*** Extracted data ***
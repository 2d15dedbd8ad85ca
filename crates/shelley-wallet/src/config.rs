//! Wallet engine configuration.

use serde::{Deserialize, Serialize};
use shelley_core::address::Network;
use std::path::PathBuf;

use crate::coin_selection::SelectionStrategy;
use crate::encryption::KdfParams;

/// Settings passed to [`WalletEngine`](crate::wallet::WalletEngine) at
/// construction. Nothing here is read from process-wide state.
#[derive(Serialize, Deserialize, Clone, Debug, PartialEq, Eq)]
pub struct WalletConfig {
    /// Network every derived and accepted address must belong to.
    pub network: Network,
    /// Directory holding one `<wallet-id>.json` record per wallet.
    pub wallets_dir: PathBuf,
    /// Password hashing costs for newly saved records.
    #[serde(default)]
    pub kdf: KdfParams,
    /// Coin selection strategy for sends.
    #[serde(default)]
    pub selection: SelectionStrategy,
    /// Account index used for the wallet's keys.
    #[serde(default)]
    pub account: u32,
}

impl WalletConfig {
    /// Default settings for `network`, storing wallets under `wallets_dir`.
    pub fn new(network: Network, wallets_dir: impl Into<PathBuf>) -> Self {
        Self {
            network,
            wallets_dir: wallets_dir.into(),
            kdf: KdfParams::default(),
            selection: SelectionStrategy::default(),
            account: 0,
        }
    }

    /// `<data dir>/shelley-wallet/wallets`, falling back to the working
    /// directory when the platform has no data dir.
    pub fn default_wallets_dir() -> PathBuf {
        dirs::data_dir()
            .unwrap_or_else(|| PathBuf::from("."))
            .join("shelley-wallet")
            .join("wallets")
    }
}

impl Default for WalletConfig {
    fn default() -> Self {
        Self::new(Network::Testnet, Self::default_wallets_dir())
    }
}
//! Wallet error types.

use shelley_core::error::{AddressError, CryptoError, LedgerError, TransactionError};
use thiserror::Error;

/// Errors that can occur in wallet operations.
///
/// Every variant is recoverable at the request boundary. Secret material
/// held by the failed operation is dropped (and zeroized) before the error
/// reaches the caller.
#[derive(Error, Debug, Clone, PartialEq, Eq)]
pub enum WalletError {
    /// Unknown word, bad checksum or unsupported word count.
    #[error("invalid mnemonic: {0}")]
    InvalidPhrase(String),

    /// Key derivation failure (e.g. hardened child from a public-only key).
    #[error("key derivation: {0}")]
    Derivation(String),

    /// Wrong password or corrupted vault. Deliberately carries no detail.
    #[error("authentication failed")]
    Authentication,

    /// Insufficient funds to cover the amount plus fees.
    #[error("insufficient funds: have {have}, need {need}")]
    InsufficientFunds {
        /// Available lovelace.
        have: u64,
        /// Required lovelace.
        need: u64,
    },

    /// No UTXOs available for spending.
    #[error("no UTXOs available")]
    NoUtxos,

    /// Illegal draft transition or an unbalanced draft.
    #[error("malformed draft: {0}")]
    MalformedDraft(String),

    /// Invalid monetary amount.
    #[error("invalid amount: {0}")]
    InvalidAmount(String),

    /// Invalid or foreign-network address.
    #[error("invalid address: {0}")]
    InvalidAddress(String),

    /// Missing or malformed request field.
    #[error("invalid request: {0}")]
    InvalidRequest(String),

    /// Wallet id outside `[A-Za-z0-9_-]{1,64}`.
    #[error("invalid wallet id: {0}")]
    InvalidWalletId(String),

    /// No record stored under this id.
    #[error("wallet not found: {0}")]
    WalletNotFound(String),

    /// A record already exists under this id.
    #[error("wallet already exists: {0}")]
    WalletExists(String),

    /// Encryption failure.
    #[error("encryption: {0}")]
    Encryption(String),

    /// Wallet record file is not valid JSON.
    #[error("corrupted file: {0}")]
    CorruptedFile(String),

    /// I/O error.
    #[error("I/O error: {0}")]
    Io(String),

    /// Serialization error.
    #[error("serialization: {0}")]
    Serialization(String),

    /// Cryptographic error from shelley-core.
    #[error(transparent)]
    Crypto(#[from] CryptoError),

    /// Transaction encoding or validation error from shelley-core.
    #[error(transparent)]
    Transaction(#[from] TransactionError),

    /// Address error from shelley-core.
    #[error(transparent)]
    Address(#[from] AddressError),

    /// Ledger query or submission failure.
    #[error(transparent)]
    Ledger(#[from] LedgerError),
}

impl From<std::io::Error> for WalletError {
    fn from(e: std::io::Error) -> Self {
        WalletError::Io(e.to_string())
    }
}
*** End of Extracted data ***
*** Extracted data ***
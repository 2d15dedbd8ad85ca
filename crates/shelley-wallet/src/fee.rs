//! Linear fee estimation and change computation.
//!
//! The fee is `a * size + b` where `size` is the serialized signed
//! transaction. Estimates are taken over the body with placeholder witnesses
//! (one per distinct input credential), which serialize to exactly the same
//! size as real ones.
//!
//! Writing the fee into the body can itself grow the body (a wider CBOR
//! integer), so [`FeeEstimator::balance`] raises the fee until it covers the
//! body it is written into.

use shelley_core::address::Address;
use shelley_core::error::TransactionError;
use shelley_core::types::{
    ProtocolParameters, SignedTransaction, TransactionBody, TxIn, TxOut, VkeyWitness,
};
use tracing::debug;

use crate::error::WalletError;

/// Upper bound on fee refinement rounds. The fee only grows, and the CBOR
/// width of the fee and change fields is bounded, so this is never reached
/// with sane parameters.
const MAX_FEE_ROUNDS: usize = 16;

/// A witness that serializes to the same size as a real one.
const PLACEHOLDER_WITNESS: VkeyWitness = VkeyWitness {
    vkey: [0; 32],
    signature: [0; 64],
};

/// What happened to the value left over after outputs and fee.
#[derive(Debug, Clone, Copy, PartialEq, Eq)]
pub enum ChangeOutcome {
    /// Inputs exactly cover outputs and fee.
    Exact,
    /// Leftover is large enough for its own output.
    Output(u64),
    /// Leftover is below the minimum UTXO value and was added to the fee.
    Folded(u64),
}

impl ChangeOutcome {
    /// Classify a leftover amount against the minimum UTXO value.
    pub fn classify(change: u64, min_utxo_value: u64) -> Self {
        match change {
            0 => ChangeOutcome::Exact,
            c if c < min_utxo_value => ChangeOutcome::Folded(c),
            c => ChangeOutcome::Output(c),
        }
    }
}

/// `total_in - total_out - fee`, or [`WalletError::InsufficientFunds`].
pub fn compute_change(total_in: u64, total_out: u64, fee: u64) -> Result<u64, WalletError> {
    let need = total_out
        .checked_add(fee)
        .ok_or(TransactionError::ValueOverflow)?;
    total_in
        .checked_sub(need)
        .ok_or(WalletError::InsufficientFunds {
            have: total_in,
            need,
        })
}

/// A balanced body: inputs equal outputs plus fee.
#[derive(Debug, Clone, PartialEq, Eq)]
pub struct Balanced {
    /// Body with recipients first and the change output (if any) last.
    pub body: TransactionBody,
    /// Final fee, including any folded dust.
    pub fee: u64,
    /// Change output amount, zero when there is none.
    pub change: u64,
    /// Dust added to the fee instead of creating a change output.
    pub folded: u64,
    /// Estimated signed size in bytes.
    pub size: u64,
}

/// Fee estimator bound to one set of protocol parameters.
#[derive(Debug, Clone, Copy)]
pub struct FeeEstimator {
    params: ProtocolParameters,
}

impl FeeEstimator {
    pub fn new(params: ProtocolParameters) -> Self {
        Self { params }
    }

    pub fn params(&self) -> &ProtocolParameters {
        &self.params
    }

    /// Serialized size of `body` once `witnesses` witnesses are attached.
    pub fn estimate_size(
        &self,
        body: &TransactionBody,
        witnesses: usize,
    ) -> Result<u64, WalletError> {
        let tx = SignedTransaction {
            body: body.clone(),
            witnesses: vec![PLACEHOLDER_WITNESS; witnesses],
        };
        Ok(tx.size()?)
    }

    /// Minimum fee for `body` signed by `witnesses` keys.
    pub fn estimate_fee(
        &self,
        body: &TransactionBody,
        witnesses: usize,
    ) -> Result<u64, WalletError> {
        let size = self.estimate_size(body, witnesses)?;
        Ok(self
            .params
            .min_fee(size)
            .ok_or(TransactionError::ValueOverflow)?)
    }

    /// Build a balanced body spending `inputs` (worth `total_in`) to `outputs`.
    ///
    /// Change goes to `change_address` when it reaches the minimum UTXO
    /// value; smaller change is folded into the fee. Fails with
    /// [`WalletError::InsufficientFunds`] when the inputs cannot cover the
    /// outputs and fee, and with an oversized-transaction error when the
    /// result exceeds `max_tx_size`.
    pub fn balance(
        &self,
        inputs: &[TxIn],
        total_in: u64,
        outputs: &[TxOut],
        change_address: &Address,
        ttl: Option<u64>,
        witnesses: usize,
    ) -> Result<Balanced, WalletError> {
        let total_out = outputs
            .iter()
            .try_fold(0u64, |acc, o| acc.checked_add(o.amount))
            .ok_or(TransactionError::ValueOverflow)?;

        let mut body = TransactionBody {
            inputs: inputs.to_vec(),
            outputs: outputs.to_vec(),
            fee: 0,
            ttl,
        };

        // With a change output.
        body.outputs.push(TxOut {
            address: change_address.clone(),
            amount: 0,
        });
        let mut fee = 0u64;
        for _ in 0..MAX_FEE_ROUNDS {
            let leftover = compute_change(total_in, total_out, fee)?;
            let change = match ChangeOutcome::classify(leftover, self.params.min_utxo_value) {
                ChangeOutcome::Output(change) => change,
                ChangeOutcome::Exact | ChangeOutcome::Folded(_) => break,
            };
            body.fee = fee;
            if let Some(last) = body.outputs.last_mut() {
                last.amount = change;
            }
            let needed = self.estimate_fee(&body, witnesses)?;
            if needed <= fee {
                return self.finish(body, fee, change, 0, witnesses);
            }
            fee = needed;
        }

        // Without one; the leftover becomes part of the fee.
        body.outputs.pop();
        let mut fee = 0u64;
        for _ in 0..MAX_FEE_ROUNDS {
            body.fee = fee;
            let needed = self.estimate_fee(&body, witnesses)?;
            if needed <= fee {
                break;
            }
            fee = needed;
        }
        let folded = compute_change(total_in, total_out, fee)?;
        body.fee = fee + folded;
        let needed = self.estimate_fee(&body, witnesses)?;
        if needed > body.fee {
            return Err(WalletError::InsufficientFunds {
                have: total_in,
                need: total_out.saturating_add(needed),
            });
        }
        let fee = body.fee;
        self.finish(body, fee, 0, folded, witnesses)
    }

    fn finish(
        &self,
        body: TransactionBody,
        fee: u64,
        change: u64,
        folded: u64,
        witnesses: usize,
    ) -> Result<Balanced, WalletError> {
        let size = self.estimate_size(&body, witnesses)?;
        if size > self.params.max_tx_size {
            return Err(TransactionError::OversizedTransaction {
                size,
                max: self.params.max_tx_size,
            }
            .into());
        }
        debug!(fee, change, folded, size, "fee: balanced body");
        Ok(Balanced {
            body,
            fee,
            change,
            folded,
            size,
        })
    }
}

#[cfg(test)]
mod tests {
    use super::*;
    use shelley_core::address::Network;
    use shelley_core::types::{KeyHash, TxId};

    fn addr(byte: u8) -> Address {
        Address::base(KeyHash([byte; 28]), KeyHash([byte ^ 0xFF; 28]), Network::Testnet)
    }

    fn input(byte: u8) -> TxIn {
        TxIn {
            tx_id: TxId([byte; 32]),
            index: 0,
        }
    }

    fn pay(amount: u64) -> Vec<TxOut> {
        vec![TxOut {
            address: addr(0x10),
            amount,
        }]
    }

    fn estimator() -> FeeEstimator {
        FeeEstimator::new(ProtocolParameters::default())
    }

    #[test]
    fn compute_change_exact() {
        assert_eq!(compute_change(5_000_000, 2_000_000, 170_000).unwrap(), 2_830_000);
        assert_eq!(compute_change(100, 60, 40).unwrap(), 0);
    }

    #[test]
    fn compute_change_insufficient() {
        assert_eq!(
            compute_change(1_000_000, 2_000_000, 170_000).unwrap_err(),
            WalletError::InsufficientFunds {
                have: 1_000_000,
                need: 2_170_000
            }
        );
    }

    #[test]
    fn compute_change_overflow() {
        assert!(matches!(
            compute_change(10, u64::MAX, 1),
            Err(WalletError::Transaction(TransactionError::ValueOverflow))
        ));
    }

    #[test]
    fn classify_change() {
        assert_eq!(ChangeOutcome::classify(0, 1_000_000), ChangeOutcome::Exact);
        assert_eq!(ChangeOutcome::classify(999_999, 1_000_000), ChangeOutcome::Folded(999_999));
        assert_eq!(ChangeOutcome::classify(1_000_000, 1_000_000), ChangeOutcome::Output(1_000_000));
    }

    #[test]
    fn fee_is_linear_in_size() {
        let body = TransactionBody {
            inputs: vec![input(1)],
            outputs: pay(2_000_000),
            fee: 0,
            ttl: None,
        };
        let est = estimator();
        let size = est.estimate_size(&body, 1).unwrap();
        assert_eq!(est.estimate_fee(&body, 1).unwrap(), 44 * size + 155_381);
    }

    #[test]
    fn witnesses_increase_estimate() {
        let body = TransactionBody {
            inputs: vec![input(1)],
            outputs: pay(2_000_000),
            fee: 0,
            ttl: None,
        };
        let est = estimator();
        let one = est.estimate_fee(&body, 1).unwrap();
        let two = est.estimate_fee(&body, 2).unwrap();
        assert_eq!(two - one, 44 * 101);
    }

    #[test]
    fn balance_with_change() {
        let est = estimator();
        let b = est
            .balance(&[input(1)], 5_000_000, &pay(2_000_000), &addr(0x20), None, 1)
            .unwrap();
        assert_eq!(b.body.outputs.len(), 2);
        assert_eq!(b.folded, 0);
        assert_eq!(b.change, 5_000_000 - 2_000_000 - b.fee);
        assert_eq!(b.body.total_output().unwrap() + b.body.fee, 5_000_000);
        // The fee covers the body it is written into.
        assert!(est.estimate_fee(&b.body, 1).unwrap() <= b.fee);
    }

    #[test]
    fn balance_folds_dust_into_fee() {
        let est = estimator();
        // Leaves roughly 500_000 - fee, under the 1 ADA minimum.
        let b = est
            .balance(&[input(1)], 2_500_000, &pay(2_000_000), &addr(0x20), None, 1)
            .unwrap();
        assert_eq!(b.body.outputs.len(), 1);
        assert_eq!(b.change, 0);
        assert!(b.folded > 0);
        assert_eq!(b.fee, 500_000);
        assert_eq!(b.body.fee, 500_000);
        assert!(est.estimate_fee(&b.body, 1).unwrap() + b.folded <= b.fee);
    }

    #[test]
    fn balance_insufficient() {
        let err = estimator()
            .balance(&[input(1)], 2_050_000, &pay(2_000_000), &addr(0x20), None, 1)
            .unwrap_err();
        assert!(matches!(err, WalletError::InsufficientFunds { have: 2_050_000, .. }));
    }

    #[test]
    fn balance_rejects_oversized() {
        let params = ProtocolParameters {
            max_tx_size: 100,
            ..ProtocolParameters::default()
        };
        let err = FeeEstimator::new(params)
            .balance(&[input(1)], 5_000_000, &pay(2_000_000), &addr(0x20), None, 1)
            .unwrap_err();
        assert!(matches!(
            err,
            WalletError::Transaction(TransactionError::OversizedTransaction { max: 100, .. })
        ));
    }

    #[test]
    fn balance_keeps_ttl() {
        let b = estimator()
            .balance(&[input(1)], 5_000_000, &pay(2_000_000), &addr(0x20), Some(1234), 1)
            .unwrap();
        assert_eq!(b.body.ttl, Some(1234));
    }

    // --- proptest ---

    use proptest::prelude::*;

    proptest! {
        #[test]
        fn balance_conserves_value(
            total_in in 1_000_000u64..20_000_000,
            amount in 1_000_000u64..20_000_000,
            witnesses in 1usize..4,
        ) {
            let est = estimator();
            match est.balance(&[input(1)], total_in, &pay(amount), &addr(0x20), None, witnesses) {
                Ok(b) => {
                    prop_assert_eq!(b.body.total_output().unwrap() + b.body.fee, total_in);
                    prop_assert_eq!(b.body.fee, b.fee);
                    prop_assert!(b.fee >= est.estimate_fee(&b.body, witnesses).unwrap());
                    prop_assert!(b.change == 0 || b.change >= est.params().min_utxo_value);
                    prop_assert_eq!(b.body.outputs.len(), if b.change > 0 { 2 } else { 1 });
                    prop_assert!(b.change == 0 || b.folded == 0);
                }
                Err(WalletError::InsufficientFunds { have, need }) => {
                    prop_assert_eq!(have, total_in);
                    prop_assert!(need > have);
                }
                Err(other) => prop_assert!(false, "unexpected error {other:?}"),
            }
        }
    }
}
*** End of Extracted data ***
### Work to be completed
Pull out every line in the data above that has the word "TxOut".

### Exercise answer
    ProtocolParameters, SignedTransaction, TransactionBody, TxIn, TxOut, VkeyWitness,
        outputs: &[TxOut],
        body.outputs.push(TxOut {
    fn pay(amount: u64) -> Vec<TxOut> {
        vec![TxOut {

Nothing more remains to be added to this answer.